WHAT YOU WILL DO: Please retype the data in full, exactly as given.
[Start of Attachment]
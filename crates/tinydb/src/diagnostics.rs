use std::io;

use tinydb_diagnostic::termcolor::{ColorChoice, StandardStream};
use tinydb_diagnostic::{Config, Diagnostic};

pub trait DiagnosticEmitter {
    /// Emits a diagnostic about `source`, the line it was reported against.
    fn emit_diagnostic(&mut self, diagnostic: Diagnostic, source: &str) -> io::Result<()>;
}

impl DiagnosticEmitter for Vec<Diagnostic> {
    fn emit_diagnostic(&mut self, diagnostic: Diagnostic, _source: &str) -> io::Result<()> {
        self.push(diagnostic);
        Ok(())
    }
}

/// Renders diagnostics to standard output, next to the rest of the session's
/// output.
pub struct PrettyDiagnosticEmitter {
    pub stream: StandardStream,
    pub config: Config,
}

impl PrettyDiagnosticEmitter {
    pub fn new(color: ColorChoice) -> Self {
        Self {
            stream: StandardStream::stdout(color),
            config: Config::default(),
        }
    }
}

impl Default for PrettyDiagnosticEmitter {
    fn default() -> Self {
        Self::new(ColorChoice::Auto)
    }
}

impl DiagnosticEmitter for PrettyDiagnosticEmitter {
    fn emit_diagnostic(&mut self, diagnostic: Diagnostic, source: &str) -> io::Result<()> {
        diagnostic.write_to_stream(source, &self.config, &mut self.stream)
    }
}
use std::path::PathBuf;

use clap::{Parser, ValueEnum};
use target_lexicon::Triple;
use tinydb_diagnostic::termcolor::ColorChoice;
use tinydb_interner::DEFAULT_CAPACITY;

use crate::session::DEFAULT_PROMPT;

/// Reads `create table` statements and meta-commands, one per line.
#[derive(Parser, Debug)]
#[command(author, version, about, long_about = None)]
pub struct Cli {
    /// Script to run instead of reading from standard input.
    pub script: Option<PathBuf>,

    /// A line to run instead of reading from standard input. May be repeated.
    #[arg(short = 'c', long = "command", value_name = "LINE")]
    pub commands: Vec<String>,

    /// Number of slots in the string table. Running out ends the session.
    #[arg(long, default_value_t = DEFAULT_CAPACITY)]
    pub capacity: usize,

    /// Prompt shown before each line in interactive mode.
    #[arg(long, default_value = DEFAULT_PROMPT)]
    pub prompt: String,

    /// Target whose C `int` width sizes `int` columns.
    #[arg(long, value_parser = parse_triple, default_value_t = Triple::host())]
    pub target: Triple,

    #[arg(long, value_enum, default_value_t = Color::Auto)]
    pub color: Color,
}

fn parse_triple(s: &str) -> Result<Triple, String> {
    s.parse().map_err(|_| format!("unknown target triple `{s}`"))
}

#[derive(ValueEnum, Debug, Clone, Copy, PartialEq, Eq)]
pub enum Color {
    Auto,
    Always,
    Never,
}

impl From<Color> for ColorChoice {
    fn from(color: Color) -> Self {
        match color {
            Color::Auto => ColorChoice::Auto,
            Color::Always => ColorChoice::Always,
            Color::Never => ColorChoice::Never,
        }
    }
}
[End of Attachment]
RESPONSE FOR THIS EXERCISE:
filename crates/tinydb/src/diagnostics.rs
use std::io;

use tinydb_diagnostic::termcolor::{ColorChoice, StandardStream};
use tinydb_diagnostic::{Config, Diagnostic};

pub trait DiagnosticEmitter {
    /// Emits a diagnostic about `source`, the line it was reported against.
    fn emit_diagnostic(&mut self, diagnostic: Diagnostic, source: &str) -> io::Result<()>;
}

impl DiagnosticEmitter for Vec<Diagnostic> {
    fn emit_diagnostic(&mut self, diagnostic: Diagnostic, _source: &str) -> io::Result<()> {
        self.push(diagnostic);
        Ok(())
    }
}

/// Renders diagnostics to standard output, next to the rest of the session's
/// output.
pub struct PrettyDiagnosticEmitter {
    pub stream: StandardStream,
    pub config: Config,
}

impl PrettyDiagnosticEmitter {
    pub fn new(color: ColorChoice) -> Self {
        Self {
            stream: StandardStream::stdout(color),
            config: Config::default(),
        }
    }
}

impl Default for PrettyDiagnosticEmitter {
    fn default() -> Self {
        Self::new(ColorChoice::Auto)
    }
}

impl DiagnosticEmitter for PrettyDiagnosticEmitter {
    fn emit_diagnostic(&mut self, diagnostic: Diagnostic, source: &str) -> io::Result<()> {
        diagnostic.write_to_stream(source, &self.config, &mut self.stream)
    }
}
use std::path::PathBuf;

use clap::{Parser, ValueEnum};
use target_lexicon::Triple;
use tinydb_diagnostic::termcolor::ColorChoice;
use tinydb_interner::DEFAULT_CAPACITY;

use crate::session::DEFAULT_PROMPT;

/// Reads `create table` statements and meta-commands, one per line.
#[derive(Parser, Debug)]
#[command(author, version, about, long_about = None)]
pub struct Cli {
    /// Script to run instead of reading from standard input.
    pub script: Option<PathBuf>,

    /// A line to run instead of reading from standard input. May be repeated.
    #[arg(short = 'c', long = "command", value_name = "LINE")]
    pub commands: Vec<String>,

    /// Number of slots in the string table. Running out ends the session.
    #[arg(long, default_value_t = DEFAULT_CAPACITY)]
    pub capacity: usize,

    /// Prompt shown before each line in interactive mode.
    #[arg(long, default_value = DEFAULT_PROMPT)]
    pub prompt: String,

    /// Target whose C `int` width sizes `int` columns.
    #[arg(long, value_parser = parse_triple, default_value_t = Triple::host())]
    pub target: Triple,

    #[arg(long, value_enum, default_value_t = Color::Auto)]
    pub color: Color,
}

fn parse_triple(s: &str) -> Result<Triple, String> {
    s.parse().map_err(|_| format!("unknown target triple `{s}`"))
}

#[derive(ValueEnum, Debug, Clone, Copy, PartialEq, Eq)]
pub enum Color {
    Auto,
    Always,
    Never,
}

impl From<Color> for ColorChoice {
    fn from(color: Color) -> Self {
        match color {
            Color::Auto => ColorChoice::Auto,
            Color::Always => ColorChoice::Always,
            Color::Never => ColorChoice::Never,
        }
    }
}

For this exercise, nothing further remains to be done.